■ **Instructions for the task**
Go to the line that contains "let changed = SourceChecksum" and transcribe from there to the end of the entries, that line and the last one included.

Source material START

//! Word-list metadata records and the trust gate.

use crate::checksum::SourceChecksum;
use crate::config::WordlistConfig;
use crate::error::{CoreError, CoreResult};
use serde::{Deserialize, Serialize};
use wordvault_store::{KeyValueStore, Namespace};

/// Schema version constant; bump when the stored layout changes.
const SCHEMA_VERSION: &str = "wordvault-1";

/// Key under which the meta record lives in its namespace.
pub const META_KEY: &str = "meta";

/// Ingestion status of a word list.
#[derive(Debug, Clone, Copy, PartialEq, Eq, Serialize, Deserialize)]
#[serde(rename_all = "SCREAMING_SNAKE_CASE")]
pub enum IngestStatus {
    /// Data is stale or was reset; a full reingest is required.
    Dirty,
    /// A load is running or was interrupted; resumable.
    InProgress,
    /// Fully loaded and trusted.
    Complete,
}

/// Metadata for one logical word list.
///
/// Created and mutated by the ingestion engine during a run; the
/// facade only reads it, apart from resetting it to `Dirty` before a
/// reingest.
#[derive(Debug, Clone, Serialize, Deserialize)]
pub struct MetaRecord {
    /// Ingestion status.
    pub status: IngestStatus,
    /// Schema constant plus configuration fingerprint.
    pub version: String,
    /// Checksum of the source the data came from.
    pub checksum: Option<SourceChecksum>,
    /// Resume bookmark: count of source lines durably committed.
    pub last_line: u64,
    /// Next sampled-list index to assign; advances with the bookmark
    /// so a replayed tail overwrites its own indices instead of
    /// appending duplicates. Always 0 for containment lists.
    ///
    /// Defaults to 0 when absent so records written before this field
    /// existed still decode.
    #[serde(default)]
    pub next_index: u64,
    /// Accumulated ingestion time across runs, in seconds.
    pub elapsed_seconds: u64,
    /// Stored word count; authoritative only when status is Complete.
    pub size: u64,
}

impl MetaRecord {
    /// Creates a fresh dirty record for the given configuration.
    #[must_use]
    pub fn dirty(config: &WordlistConfig, checksum: Option<SourceChecksum>) -> Self {
        Self {
            status: IngestStatus::Dirty,
            version: version_string(config),
            checksum,
            last_line: 0,
            next_index: 0,
            elapsed_seconds: 0,
            size: 0,
        }
    }

    /// Loads the record from the metadata namespace, if present.
    ///
    /// # Errors
    ///
    /// Returns a store error, or [`CoreError::InvalidMeta`] if the
    /// stored value cannot be decoded.
    pub fn load(store: &dyn KeyValueStore, ns: &Namespace) -> CoreResult<Option<Self>> {
        match store.get(ns, META_KEY)? {
            Some(raw) => serde_json::from_str(&raw)
                .map(Some)
                .map_err(|e| CoreError::invalid_meta(format!("meta decode failed: {e}"))),
            None => Ok(None),
        }
    }

    /// Persists the record to the metadata namespace.
    ///
    /// # Errors
    ///
    /// Returns a store error if the commit fails.
    pub fn save(&self, store: &dyn KeyValueStore, ns: &Namespace) -> CoreResult<()> {
        let raw = serde_json::to_string(self)
            .map_err(|e| CoreError::invalid_meta(format!("meta encode failed: {e}")))?;
        store.put(ns, META_KEY, &raw)?;
        Ok(())
    }
}

/// Builds the version string for a configuration.
///
/// Any configuration change that alters the stored representation
/// shows up here and forces a mismatch against older data.
#[must_use]
pub fn version_string(config: &WordlistConfig) -> String {
    format!(
        "{SCHEMA_VERSION}/chunk={},case={},kind={}",
        config.chunk_size,
        config.case_sensitive,
        config.list_kind.tag()
    )
}

/// Outcome of validating stored metadata against the current source.
#[derive(Debug, Clone, PartialEq, Eq)]
pub enum Validation {
    /// Stored data matches the current source and schema.
    Trusted,
    /// Stored data must be truncated and reingested.
    MustReset {
        /// Why the data was rejected.
        reason: String,
    },
}

/// Applies the trust gate: stored data is usable only if it completed,
/// was written by the current schema/configuration, and came from the
/// current source bytes.
#[must_use]
pub fn validate(
    meta: Option<&MetaRecord>,
    config: &WordlistConfig,
    current: &SourceChecksum,
) -> Validation {
    let Some(meta) = meta else {
        return Validation::MustReset {
            reason: "no stored metadata".to_string(),
        };
    };

    if meta.status != IngestStatus::Complete {
        return Validation::MustReset {
            reason: format!("stored status is {:?}", meta.status),
        };
    }

    let version = version_string(config);
    if meta.version != version {
        return Validation::MustReset {
            reason: format!("version mismatch: stored {}, current {version}", meta.version),
        };
    }

    match &meta.checksum {
        Some(stored) if stored == current => Validation::Trusted,
        Some(_) => Validation::MustReset {
            reason: "source checksum mismatch".to_string(),
        },
        None => Validation::MustReset {
            reason: "no stored checksum".to_string(),
        },
    }
}

#[cfg(test)]
mod tests {
    use super::*;
    use std::sync::Arc;
    use wordvault_store::InMemoryStore;

    fn checksum() -> SourceChecksum {
        SourceChecksum {
            digest: "abc123".to_string(),
            length: 42,
            case_sensitive: false,
        }
    }

    fn complete_meta(config: &WordlistConfig) -> MetaRecord {
        MetaRecord {
            status: IngestStatus::Complete,
            version: version_string(config),
            checksum: Some(checksum()),
            last_line: 100,
            next_index: 0,
            elapsed_seconds: 7,
            size: 95,
        }
    }

    #[test]
    fn save_and_load_roundtrip() {
        let store = Arc::new(InMemoryStore::new());
        let ns = Namespace::new("meta:default");
        let config = WordlistConfig::default();
        let meta = complete_meta(&config);

        meta.save(store.as_ref(), &ns).unwrap();
        let loaded = MetaRecord::load(store.as_ref(), &ns).unwrap().unwrap();
        assert_eq!(loaded.status, IngestStatus::Complete);
        assert_eq!(loaded.last_line, 100);
        assert_eq!(loaded.size, 95);
        assert_eq!(loaded.checksum, Some(checksum()));
    }

    #[test]
    fn load_missing_returns_none() {
        let store = InMemoryStore::new();
        let ns = Namespace::new("meta:default");
        assert!(MetaRecord::load(&store, &ns).unwrap().is_none());
    }

    #[test]
    fn load_garbage_is_invalid_meta() {
        let store = InMemoryStore::new();
        let ns = Namespace::new("meta:default");
        store.put(&ns, META_KEY, "not json").unwrap();
        let result = MetaRecord::load(&store, &ns);
        assert!(matches!(result, Err(CoreError::InvalidMeta { .. })));
    }

    #[test]
    fn complete_matching_meta_is_trusted() {
        let config = WordlistConfig::default();
        let meta = complete_meta(&config);
        assert_eq!(
            validate(Some(&meta), &config, &checksum()),
            Validation::Trusted
        );
    }

    #[test]
    fn missing_meta_must_reset() {
        let config = WordlistConfig::default();
        assert!(matches!(
            validate(None, &config, &checksum()),
            Validation::MustReset { .. }
        ));
    }

    #[test]
    fn in_progress_meta_must_reset() {
        let config = WordlistConfig::default();
        let mut meta = complete_meta(&config);
        meta.status = IngestStatus::InProgress;
        assert!(matches!(
            validate(Some(&meta), &config, &checksum()),
            Validation::MustReset { .. }
        ));
    }

    #[test]
    fn version_change_must_reset() {
        let config = WordlistConfig::default();
        let meta = complete_meta(&config);

        // Same stored record, evaluated under a different chunk size.
        let reconfigured = WordlistConfig::default().chunk_size(4);
        assert!(matches!(
            validate(Some(&meta), &reconfigured, &checksum()),
            Validation::MustReset { .. }
        ));
    }

    #[test]
    fn checksum_change_must_reset() {
        let config = WordlistConfig::default();
        let meta = complete_meta(&config);
        let changed = SourceChecksum {
            digest: "different".to_string(),
            length: 42,
            case_sensitive: false,
        };
        assert!(matches!(
            validate(Some(&meta), &config, &changed),
            Validation::MustReset { .. }
        ));
    }
}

Source material END

■ **Solution to the problem**
        let changed = SourceChecksum {
            digest: "different".to_string(),
            length: 42,
            case_sensitive: false,
        };
        assert!(matches!(
            validate(Some(&meta), &config, &changed),
            Validation::MustReset { .. }
        ));
    }
}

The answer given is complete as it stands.